Quels sont les problèmes de ces paires de lunettes ?
Selon les professionnels, ces lunettes à bas prix entrainent souvent une fatigue à cause d'une vision non parfaite et non rectifiée. Pour le docteur ophtalmologue de Diego Suarez que nous avons interrogé, ces lunettes englobent le problème de céphalée (maux de tête) qui n'a aucune conséquence au niveau de la rétine. Le choix des lunettes se fait après un essayage rapide et approximatif dans la rue ou dans un magasin de la ville. « Ainsi la vision monoculaire n'est pas prise en compte selon notre opticien. Si les deux yeux ont une vision à peu près correcte, ils prennent la paire. Mais il se peut qu'un œil soit plus ou moins bien corrigé. Dans l'ensemble cela donne une vision plus ou moins parfaite. Les verres sont avec un écart pupillaire d'une autre personne, la hauteur du centre optique adapté à une autre personne. Voilà le problème qui peut se poser… ».

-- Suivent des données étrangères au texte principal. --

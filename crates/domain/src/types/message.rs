//! Queue message types
//!
//! [`Message`] is what a producer posts. [`QueuedMessage`] is the read-only
//! snapshot of a message as the server reports it from list, get and claim
//! responses.

use chrono::Duration;
use serde::{Deserialize, Serialize};
use serde_json::Value;

use super::string_id;
use crate::errors::{NimbusError, Result};
use crate::utils::{href::id_from_href, seconds};

string_id!(
    /// Server-assigned message identity
    MessageId
);

/// Outbound message: an opaque body plus its time-to-live.
///
/// Immutable once constructed.
#[derive(Debug, Clone, PartialEq, Serialize)]
pub struct Message {
    #[serde(with = "seconds")]
    ttl: Duration,
    body: Value,
}

impl Message {
    /// Create a message. The time-to-live must be a positive whole number
    /// of seconds.
    ///
    /// # Errors
    /// Returns `NimbusError::Validation` for a zero, negative or fractional
    /// `ttl`.
    pub fn new(ttl: Duration, body: Value) -> Result<Self> {
        if ttl <= Duration::zero() {
            return Err(NimbusError::Validation(format!(
                "message ttl must be positive, got {}s",
                ttl.num_seconds()
            )));
        }
        if !seconds::is_whole(ttl) {
            return Err(NimbusError::Validation(format!(
                "message ttl must be whole seconds, got {}ms",
                ttl.num_milliseconds()
            )));
        }
        Ok(Self { ttl, body })
    }

    pub fn ttl(&self) -> Duration {
        self.ttl
    }

    pub fn body(&self) -> &Value {
        &self.body
    }
}

/// Server-observed message snapshot.
#[derive(Debug, Clone, PartialEq, Serialize, Deserialize)]
#[serde(try_from = "QueuedMessageWire", into = "QueuedMessageWire")]
pub struct QueuedMessage {
    id: MessageId,
    href: String,
    ttl: Duration,
    age: Duration,
    body: Value,
}

impl QueuedMessage {
    pub fn id(&self) -> &MessageId {
        &self.id
    }

    pub fn href(&self) -> &str {
        &self.href
    }

    pub fn ttl(&self) -> Duration {
        self.ttl
    }

    /// Elapsed time since the message became visible.
    pub fn age(&self) -> Duration {
        self.age
    }

    pub fn body(&self) -> &Value {
        &self.body
    }
}

#[derive(Debug, Clone, Serialize, Deserialize)]
struct QueuedMessageWire {
    href: String,
    #[serde(with = "seconds")]
    ttl: Duration,
    #[serde(with = "seconds")]
    age: Duration,
    #[serde(default)]
    body: Value,
}

impl TryFrom<QueuedMessageWire> for QueuedMessage {
    type Error = NimbusError;

    fn try_from(wire: QueuedMessageWire) -> Result<Self> {
        let id = id_from_href(&wire.href).ok_or_else(|| {
            NimbusError::Decode(format!("message href has no identity: {:?}", wire.href))
        })?;
        Ok(Self {
            id: MessageId::new(id),
            href: wire.href,
            ttl: wire.ttl,
            age: wire.age,
            body: wire.body,
        })
    }
}

impl From<QueuedMessage> for QueuedMessageWire {
    fn from(message: QueuedMessage) -> Self {
        Self {
            href: message.href,
            ttl: message.ttl,
            age: message.age,
            body: message.body,
        }
    }
}

/// Result of a batch post: the identities the server created.
#[derive(Debug, Clone, PartialEq, Eq)]
pub struct PostedMessages {
    /// True when the server accepted only part of the batch.
    pub partial: bool,
    pub ids: Vec<MessageId>,
}

/// One page of a message listing.
#[derive(Debug, Clone, PartialEq, Default)]
pub struct MessagesPage {
    pub messages: Vec<QueuedMessage>,
    /// Marker for the next page, when the server reported one.
    pub next_marker: Option<String>,
}

#[cfg(test)]
mod tests {
    use serde_json::json;

    use super::*;

    #[test]
    fn test_message_rejects_non_positive_ttl() {
        assert!(Message::new(Duration::zero(), json!({})).unwrap_err().is_validation());
        assert!(Message::new(Duration::seconds(-5), json!({})).unwrap_err().is_validation());
    }

    #[test]
    fn test_message_rejects_fractional_ttl() {
        let err = Message::new(Duration::milliseconds(500), json!({})).unwrap_err();
        assert!(err.is_validation());
        assert!(Message::new(Duration::milliseconds(1500), json!({})).is_err());
    }

    #[test]
    fn test_message_serializes_ttl_as_seconds() {
        let message =
            Message::new(Duration::seconds(300), json!({"event": "BackupStarted"})).unwrap();
        let value = serde_json::to_value(&message).unwrap();
        assert_eq!(value, json!({"ttl": 300, "body": {"event": "BackupStarted"}}));
    }

    #[test]
    fn test_queued_message_identity_from_href() {
        let message: QueuedMessage = serde_json::from_value(json!({
            "href": "/v1/queues/demo/messages/50b68a50d6f5b8c8a7c62b01?claim_id=a28ee94e",
            "ttl": 800,
            "age": 790,
            "body": {"event": "ActivateAccount"}
        }))
        .unwrap();

        assert_eq!(message.id().as_str(), "50b68a50d6f5b8c8a7c62b01");
        assert_eq!(message.ttl(), Duration::seconds(800));
        assert_eq!(message.age(), Duration::seconds(790));
        assert_eq!(message.body()["event"], "ActivateAccount");
    }

    #[test]
    fn test_queued_message_without_identity_fails_to_decode() {
        let result: std::result::Result<QueuedMessage, _> =
            serde_json::from_value(json!({"href": "", "ttl": 60, "age": 0, "body": null}));
        assert!(result.is_err());
    }
}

D'autre part, toujours selon ces professionnels de la vue, les habitants de Diego Suarez ne se rendent pas compte qu'ils ne voient pas de loin. Pour le travail, pour l'écriture, ils prennent souvent des « lunettes loupes » qui ne corrigent en rien la vision de loin. L'option des deux paires de « lunettes à l'ancienne » (une pour la vision de loin et l'autre pour la vision de prés) est la solution couramment adoptée.
La lunette :une « position sociale »
D'après notre ophtalmologue, il est intéressant de comprendre la perception qu'ont les malgaches vis à vis des lunettes. D'une manière générale, « les malgaches n'aiment pas que les enfants portent des lunettes. Ils ne consultent pas tant que l'enfant ne se plaint pas de maux de tête. Si l'on porte des lunettes, on est aveugle, on est malade. C'est une position sociale. Autrement dit, si un enfant porte des lunettes, c'est quelque chose de tragique. Ils pensent que les lunettes vont aggraver la maladie ».
C'est en ce sens qu'une sensibilisation a été entreprise en 1994 à Antananarivo pour sensibiliser la population sur les problèmes liés à la vue. « La plupart du temps, les enfants viennent me consulter pour des problèmes de conjonctivite, s'alarme ce docteur, mais pas pour des problèmes de baisse de vision. C'est un problème d'éducation… »
■ C.B.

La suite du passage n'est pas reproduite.